La bellezza e il degrado

Si dice che bellezza chiami bellezza e degrado chiami degrado, ed è spesso vero, ma non sempre. Per esempio la situazione che vi presento oggi unisce bellezza a degrado, con effetto ancora più deprimente.

Parliamo dell'arena Devinu, cioè del grande spazio, nell'ambito del Parco della Musica, che connette il Teatro Lirico con il Conservatorio. Uno spazio realizzato con obiettivi ambiziosi, finora rimasti sulla carta. La sua bellezza, al di là degli aspetti architettonici e dei materiali usati, è dovuta molto agli alberi che lo abitano, soprattutto ad una buona quantità di Schinus terebinthifolius.

Questo alberello sempreverde ha un nome complicato, e non mi risulta che esista un nome comune in italiano.
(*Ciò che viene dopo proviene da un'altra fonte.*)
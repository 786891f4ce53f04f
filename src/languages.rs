use std::path::Path;

use crate::error::ShushError;

/// A block comment delimiter pair, e.g. `/*` and `*/`.
#[derive(Debug, Clone, Copy, PartialEq, Eq)]
pub struct BlockMarkers {
    pub start: &'static str,
    pub end: &'static str,
}

/// Comment syntax for one file extension.
///
/// Empty marker strings mean "this language has no such marker".
#[derive(Debug, Clone, Copy, PartialEq, Eq)]
pub struct LanguageRule {
    pub line: &'static str,
    pub alt_line: &'static str,
    pub block: Option<BlockMarkers>,
}

const C_BLOCK: BlockMarkers = BlockMarkers {
    start: "/*",
    end: "*/",
};

const MARKUP_BLOCK: BlockMarkers = BlockMarkers {
    start: "<!--",
    end: "-->",
};

const fn line_only(marker: &'static str) -> LanguageRule {
    LanguageRule {
        line: marker,
        alt_line: "",
        block: None,
    }
}

const fn with_block(marker: &'static str, block: BlockMarkers) -> LanguageRule {
    LanguageRule {
        line: marker,
        alt_line: "",
        block: Some(block),
    }
}

/// Look up the comment rule for a bare extension (no leading dot).
///
/// Matching is case-insensitive. A leading dot is tolerated and stripped.
pub fn detect_language(ext: &str) -> Result<LanguageRule, ShushError> {
    let ext = ext.trim_start_matches('.').to_ascii_lowercase();
    if ext.is_empty() {
        return Err(ShushError::NoExtension);
    }

    rule_for(&ext).ok_or(ShushError::UnsupportedExtension { ext })
}

/// Look up the comment rule for a path, based on its extension.
pub fn language_for_path(path: &Path) -> Result<LanguageRule, ShushError> {
    match path.extension().and_then(|s| s.to_str()) {
        Some(ext) => detect_language(ext),
        None => Err(ShushError::NoExtension),
    }
}

/// True when the path has an extension present in the rule table.
pub fn is_supported_path(path: &Path) -> bool {
    language_for_path(path).is_ok()
}

fn rule_for(ext: &str) -> Option<LanguageRule> {
    let rule = match ext {
        "lua" => line_only("--"),
        "py" | "sh" | "bash" | "zsh" | "fish" | "ps1" | "r" => line_only("#"),

        "js" | "ts" | "jsx" | "tsx" | "go" | "c" | "cpp" | "cc" | "cxx" | "h" | "hpp" | "java"
        | "cs" | "rs" | "swift" | "kt" | "kts" | "dart" | "scala" | "php" => {
            with_block("//", C_BLOCK)
        }

        "css" => with_block("", C_BLOCK),
        "scss" | "sass" | "less" => with_block("//", C_BLOCK),

        "html" | "htm" | "xml" | "svg" => with_block("", MARKUP_BLOCK),

        "rb" | "pl" | "yml" | "yaml" | "toml" | "conf" | "cfg" | "dockerfile" | "makefile" => {
            line_only("#")
        }
        "ini" => LanguageRule {
            line: "#",
            alt_line: ";",
            block: None,
        },

        "sql" => with_block("--", C_BLOCK),

        _ => return None,
    };

    Some(rule)
}

/// Human-readable language name for an extension, falling back to the
/// lowercased extension itself.
pub fn language_name(ext: &str) -> String {
    let ext = ext.trim_start_matches('.').to_ascii_lowercase();

    let name = match ext.as_str() {
        "lua" => "Lua",
        "py" => "Python",
        "sh" => "Shell",
        "bash" => "Bash",
        "zsh" => "Zsh",
        "fish" => "Fish",
        "ps1" => "PowerShell",
        "r" => "R",
        "js" => "JavaScript",
        "ts" => "TypeScript",
        "jsx" => "JSX",
        "tsx" => "TSX",
        "go" => "Go",
        "c" => "C",
        "cpp" | "cc" | "cxx" => "C++",
        "h" => "C Header",
        "hpp" => "C++ Header",
        "java" => "Java",
        "cs" => "C#",
        "rs" => "Rust",
        "swift" => "Swift",
        "kt" => "Kotlin",
        "kts" => "Kotlin Script",
        "dart" => "Dart",
        "scala" => "Scala",
        "php" => "PHP",
        "css" => "CSS",
        "scss" => "SCSS",
        "sass" => "Sass",
        "less" => "Less",
        "html" | "htm" => "HTML",
        "xml" => "XML",
        "svg" => "SVG",
        "rb" => "Ruby",
        "pl" => "Perl",
        "yml" | "yaml" => "YAML",
        "toml" => "TOML",
        "ini" => "INI",
        "conf" | "cfg" => "Config",
        "sql" => "SQL",
        "dockerfile" => "Dockerfile",
        "makefile" => "Makefile",
        _ => return ext,
    };

    name.to_string()
}

/// Display name for the extension of `path`.
pub fn language_name_for_path(path: &Path) -> String {
    language_name(path.extension().and_then(|s| s.to_str()).unwrap_or(""))
}

/// One-line description of the markers a rule uses, for verbose output.
pub fn describe_rule(rule: &LanguageRule) -> String {
    let mut parts = Vec::new();
    if !rule.line.is_empty() {
        parts.push(format!("line ({})", rule.line));
    }
    if !rule.alt_line.is_empty() {
        parts.push(format!("line ({})", rule.alt_line));
    }
    if let Some(block) = rule.block {
        parts.push(format!("block ({} {})", block.start, block.end));
    }
    parts.join(", ")
}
Per questo motivo viene spesso chiamato, anche da me, Terebinto (post del 7/1/11 ed altri successivi); in realtà questa denominazione non è del tutto appropriata, perché lo fa confondere con il fratello campagnolo titolare del nome Terebinto, Pistacia terebinthus, che è abbastanza simile ma spogliante.
In realtà sia il Nostro che il fratello campagnolo sono stretti parenti del Lentisco (Pistacia lentiscus), del Pistacchio (Pistacia vera), dello Schinus molle ben noto al blog, dato che appartengono tutti alla famiglia delle Anacardiacee.

Dopo questa digressione tecnica, della quale mi scuso ma che mi è parsa necessaria, ecco un bell'esemplare femmina di Schinus terebinthifolius, proprio all'ingresso dell'arena Devinu, che si incontra dopo aver salito la scalinata che conduce al Lirico e, appunto, all'arena.




Ed ecco a destra un particolare dei bei fruttini, di colore variabile dal verde al rosso, e che diventeranno neri; come si vede, la somiglianza con il comunissimo Lentisco è veramente notevole.




Una decina di altri alberelli di questa specie accompagnano ed abbelliscono il perimetro curvilineo dell'arena.

E veniamo, purtroppo, al degrado ed alle immagini che fanno cadere le braccia.


Occorre intervenire al più presto con il ripristino, perché, una volta iniziato, allora sì che degrado chiama degrado; occorre agire con la sicurezza passiva, telecamere e protezioni; occorre soprattutto che le persone siano invogliate a fruire di questi spazi, perché non rimangano

abbandonati alla mercé di pochi vandali.
Cagliari non merita questo affronto, tanto meno nei luoghi di cultura, e tanto meno ancora nei luoghi belli anche per il verde che ospitano!